How The Fed Controls The Roughest Bond Bubble Implosion Ever Made

As a general rule, the Fed can just keep printing cash and investing in Treasuries or useless actions until the end of life. The ones represented by the Fed have already started to figure out that such activities are going to cause severe losses in the long run, so they have begun expressing their points of view publicly.
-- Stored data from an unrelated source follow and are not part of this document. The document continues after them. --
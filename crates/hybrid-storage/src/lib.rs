//! 混合存储
//!
//! 会员积分平台（商户二维码入驻、优惠、顾客订阅、OTP 核销、群发消息）的存储核心。
//! 每个实体同时保存在文档库（主存储）和关系库（二级存储）中，由中介层保持两侧一致。
//!
//! ## 核心功能
//!
//! - **双写**：新增、覆盖写入、部分更新、删除并发写入两个存储
//! - **读穿透**：关系库优先，未命中回退文档库并回填关系库
//! - **降级**：文档库不可用时切换到实例自有的内存存储
//! - **迁移**：把文档库的全部集合批量导入关系库
//!
//! ## 模块结构
//!
//! - `models`: 集合、记录与查询条件
//! - `error`: 错误类型定义
//! - `traits`: 两个存储的抽象接口
//! - `relational`: PostgreSQL 适配器
//! - `document`: Redis / 内存文档库适配器
//! - `mediator`: 混合存储中介层
//! - `migration`: 迁移驱动
//! - `stats`: 同步统计
//! - `cli`: 运维命令行

pub mod cli;
pub mod document;
pub mod error;
pub mod mediator;
pub mod migration;
pub mod models;
pub mod relational;
pub mod stats;
pub mod traits;

mod observe;

pub use document::{DocumentStoreAdapter, Mode};
pub use error::{Result, StorageError};
pub use mediator::{HybridStorage, MediatorOptions};
pub use migration::{CollectionReport, MigrationDriver, MigrationFailure, MigrationReport};
pub use models::{Collection, FieldFilter, QueryOperator, Record, derive_id};
pub use relational::PgRelationalStore;
pub use stats::{SyncStats, SyncStatsSnapshot};
pub use traits::{DocumentStore, RelationalStore};

/// 生产环境使用的具体组合
pub type Storage = HybridStorage<DocumentStoreAdapter, PgRelationalStore>;
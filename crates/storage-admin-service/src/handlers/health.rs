//! 健康检查

use axum::{Json, extract::State};
use serde_json::{Value, json};

use crate::state::AppState;

/// 存活探针
pub async fn health_check() -> Json<Value> {
    Json(json!({
        "status": "ok",
        "service": "storage-admin-service"
    }))
}

/// 就绪探针：关系库不可用时标记为 degraded
pub async fn readiness_check(State(state): State<AppState>) -> Json<Value> {
    let relational_ok = state.admin.relational_ready().await;
    let document = state.admin.document_stats().await.ok().map(|s| s.mode);

    Json(json!({
        "status": if relational_ok { "ok" } else { "degraded" },
        "service": "storage-admin-service",
        "checks": {
            "relational": if relational_ok { "ok" } else { "fail" },
            "document": document
        }
    }))
}
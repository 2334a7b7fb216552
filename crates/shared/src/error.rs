//! 统一基础设施错误模块
//!
//! 定义连接建立、配置加载等基础设施层共享的错误类型，使用 thiserror 提供良好的错误信息。
//! 存储语义相关的错误（双写失败、未找到等）由 hybrid-storage 自行定义。

use thiserror::Error;

/// 基础设施错误类型
#[derive(Debug, Error)]
pub enum SharedError {
    // ==================== 数据库错误 ====================
    #[error("数据库错误: {0}")]
    Database(#[from] sqlx::Error),

    // ==================== Redis 错误 ====================
    #[error("Redis 错误: {0}")]
    Redis(#[from] redis::RedisError),

    #[error("Redis 未配置连接地址")]
    RedisNotConfigured,

    // ==================== 配置错误 ====================
    #[error("配置错误: {0}")]
    Config(#[from] config::ConfigError),

    // ==================== 通用错误 ====================
    #[error("内部错误: {0}")]
    Internal(String),
}

/// 错误结果类型别名
pub type Result<T> = std::result::Result<T, SharedError>;

impl SharedError {
    /// 获取错误码
    pub fn code(&self) -> &'static str {
        match self {
            Self::Database(_) => "DATABASE_ERROR",
            Self::Redis(_) => "REDIS_ERROR",
            Self::RedisNotConfigured => "REDIS_NOT_CONFIGURED",
            Self::Config(_) => "CONFIG_ERROR",
            Self::Internal(_) => "INTERNAL_ERROR",
        }
    }

    /// 是否为可重试错误
    pub fn is_retryable(&self) -> bool {
        matches!(self, Self::Database(_) | Self::Redis(_))
    }
}
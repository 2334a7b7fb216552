//! 应用状态定义

use std::sync::Arc;

use crate::service::StorageAdmin;

/// Axum 应用共享状态
#[derive(Clone)]
pub struct AppState {
    pub admin: Arc<dyn StorageAdmin>,
}

impl AppState {
    pub fn new(admin: Arc<dyn StorageAdmin>) -> Self {
        Self { admin }
    }
}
Less than two weeks ago, Lloyd Blankfein (CEO of Goldman Sachs) has claimed that interest rates are supposed to reach to a normal level quite fast, since 2% quotes can be devastating. A few days ago, John Strumpf (CEO of Wells Fargo) has come out publicly too, only to agree that savers have lost a lot of money in this so called recovery, even if it was not really beneficial.

It looks like such names are actually worried about the savers, but the truth is that they are more concerned about their own private system. If the bond bubbles are allowed to go on with the inflation, there is a huge risk for the control to be entirely lost. At that moment, there are no doubts that a few empires would seriously fall. From some points of view, this is actually the end.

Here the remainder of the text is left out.